▶ Task objective:
Lines with the word "generation" in them must be copied from the records below.

▶ Input:
┄┄┄┄┄┄┄┄┄┄┄┄┄┄┄┄┄┄┄┄
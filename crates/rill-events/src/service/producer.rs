//! The miniblock producer.
//!
//! Periodically seals non-empty minipools: builds a candidate from the
//! current view, durably saves the proposal, then promotes it. Streams
//! whose inception disables miniblock creation are skipped by the tick
//! and only sealed through the debug hook.

use crate::service::{EngineParams, StreamCache};
use shared_types::{short_hex, Hash, StreamError, StreamId};
use std::sync::Arc;
use std::time::{SystemTime, UNIX_EPOCH};
use tracing::{debug, warn};

/// Reference to a produced miniblock.
#[derive(Debug, Clone, Copy, PartialEq, Eq)]
pub struct MiniblockRef {
    /// Header event hash.
    pub hash: Hash,
    /// Block number.
    pub num: u64,
}

/// Seals minipools into miniblocks across the cache.
pub struct MiniblockProducer {
    params: Arc<EngineParams>,
    cache: Arc<StreamCache>,
}

impl MiniblockProducer {
    pub fn new(cache: Arc<StreamCache>) -> Self {
        Self {
            params: cache.params().clone(),
            cache,
        }
    }

    /// One production pass over every eligible stream. Failures are
    /// logged per stream and do not stop the pass; a candidate that
    /// lost a promotion race simply surfaces on the next tick.
    pub async fn tick(&self) -> usize {
        let mut produced = 0;
        for stream in self.cache.streams() {
            if !stream.can_create_miniblock().await {
                continue;
            }
            let stream_id = stream.stream_id();
            match self.make_miniblock(stream_id, false, None).await {
                Ok(Some(mb)) => {
                    debug!(stream_id = %stream_id, miniblock_num = mb.num, "tick sealed miniblock");
                    produced += 1;
                }
                Ok(None) => {}
                Err(err) => {
                    warn!(stream_id = %stream_id, error = %err, "miniblock production failed");
                }
            }
        }
        produced
    }

    /// Seal one stream's minipool now.
    ///
    /// `last_known_num`, when given, makes the request conditional: a
    /// mismatch with the view's tip means the request is stale and the
    /// call is a no-op. An empty minipool is also a no-op. This is the
    /// debug hook behind `make_miniblock` in the info surface.
    pub async fn make_miniblock(
        &self,
        stream_id: StreamId,
        force_snapshot: bool,
        last_known_num: Option<u64>,
    ) -> Result<Option<MiniblockRef>, StreamError> {
        let stream = self.cache.get_stream(stream_id);
        let view = stream.get_view().await?;

        if let Some(expected) = last_known_num {
            if view.last_block().num != expected {
                return Ok(None);
            }
        }
        if view.minipool_len() == 0 {
            return Ok(None);
        }

        let candidate = view.propose_next_miniblock(
            &self.params.config,
            self.params.signer.as_ref(),
            force_snapshot,
            now_ms(),
        )?;
        let reference = MiniblockRef {
            hash: candidate.hash,
            num: candidate.num,
        };

        stream.save_miniblock_candidate(&candidate.to_wire()).await?;
        stream.promote_candidate(candidate.hash, candidate.num).await?;

        debug!(
            stream_id = %stream_id,
            miniblock_num = reference.num,
            miniblock_hash = %short_hex(&reference.hash),
            "miniblock produced"
        );
        Ok(Some(reference))
    }
}

fn now_ms() -> u64 {
    SystemTime::now()
        .duration_since(UNIX_EPOCH)
        .unwrap_or_default()
        .as_millis() as u64
}

#[cfg(test)]
mod tests {
    use super::*;
    use crate::test_utils::{bootstrap_stream, channel_id, message_event, test_params, TestSigner};

    #[tokio::test]
    async fn test_tick_skips_disabled_and_empty_streams() {
        let (params, _storage, registry) = test_params();
        let signer = TestSigner::new(1);
        let disabled = channel_id(1);
        let empty = channel_id(2);
        let active = channel_id(3);
        bootstrap_stream(&registry, &signer, disabled, true).await;
        bootstrap_stream(&registry, &signer, empty, false).await;
        bootstrap_stream(&registry, &signer, active, false).await;

        let cache = Arc::new(StreamCache::new(params));
        for id in [disabled, empty, active] {
            cache.get_stream(id).get_view().await.unwrap();
        }

        for id in [disabled, active] {
            let stream = cache.get_stream(id);
            let view = stream.get_view().await.unwrap();
            let event = message_event(&signer, view.last_block().hash, 1);
            stream.add_event(&event).await.unwrap();
        }

        let producer = MiniblockProducer::new(cache.clone());
        assert_eq!(producer.tick().await, 1);

        // Only the active stream advanced.
        assert_eq!(
            cache.get_stream(active).get_view().await.unwrap().generation(),
            2
        );
        assert_eq!(
            cache
                .get_stream(disabled)
                .get_view()
                .await
                .unwrap()
                .generation(),
            1
        );
    }

    #[tokio::test]
    async fn test_make_miniblock_respects_last_known_num() {
        let (params, _storage, registry) = test_params();
        let signer = TestSigner::new(1);
        let id = channel_id(1);
        bootstrap_stream(&registry, &signer, id, true).await;

        let cache = Arc::new(StreamCache::new(params));
        let stream = cache.get_stream(id);
        let view = stream.get_view().await.unwrap();
        let event = message_event(&signer, view.last_block().hash, 1);
        stream.add_event(&event).await.unwrap();

        let producer = MiniblockProducer::new(cache.clone());

        // Stale request: the caller thinks the tip is already 5.
        let result = producer.make_miniblock(id, false, Some(5)).await.unwrap();
        assert!(result.is_none());

        // Matching request seals the minipool.
        let result = producer.make_miniblock(id, false, Some(0)).await.unwrap();
        let mb = result.unwrap();
        assert_eq!(mb.num, 1);

        // Nothing left to seal.
        let result = producer.make_miniblock(id, true, None).await.unwrap();
        assert!(result.is_none());
    }

    #[tokio::test]
    async fn test_forced_snapshot_is_carried() {
        let (params, _storage, registry) = test_params();
        let signer = TestSigner::new(1);
        let id = channel_id(1);
        bootstrap_stream(&registry, &signer, id, true).await;

        let cache = Arc::new(StreamCache::new(params));
        let stream = cache.get_stream(id);
        let view = stream.get_view().await.unwrap();
        let event = message_event(&signer, view.last_block().hash, 1);
        stream.add_event(&event).await.unwrap();

        let producer = MiniblockProducer::new(cache.clone());
        producer.make_miniblock(id, true, None).await.unwrap().unwrap();

        // The snapshot block becomes the new retention floor.
        let view = stream.get_view().await.unwrap();
        assert_eq!(view.first_block_num(), 1);
        assert_eq!(view.miniblocks_from_last_snapshot().len(), 1);
    }
}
┄┄┄┄┄┄┄┄┄┄┄┄┄┄┄┄┄┄┄┄
▶ Finished exercise:
            cache.get_stream(active).get_view().await.unwrap().generation(),
                .generation(),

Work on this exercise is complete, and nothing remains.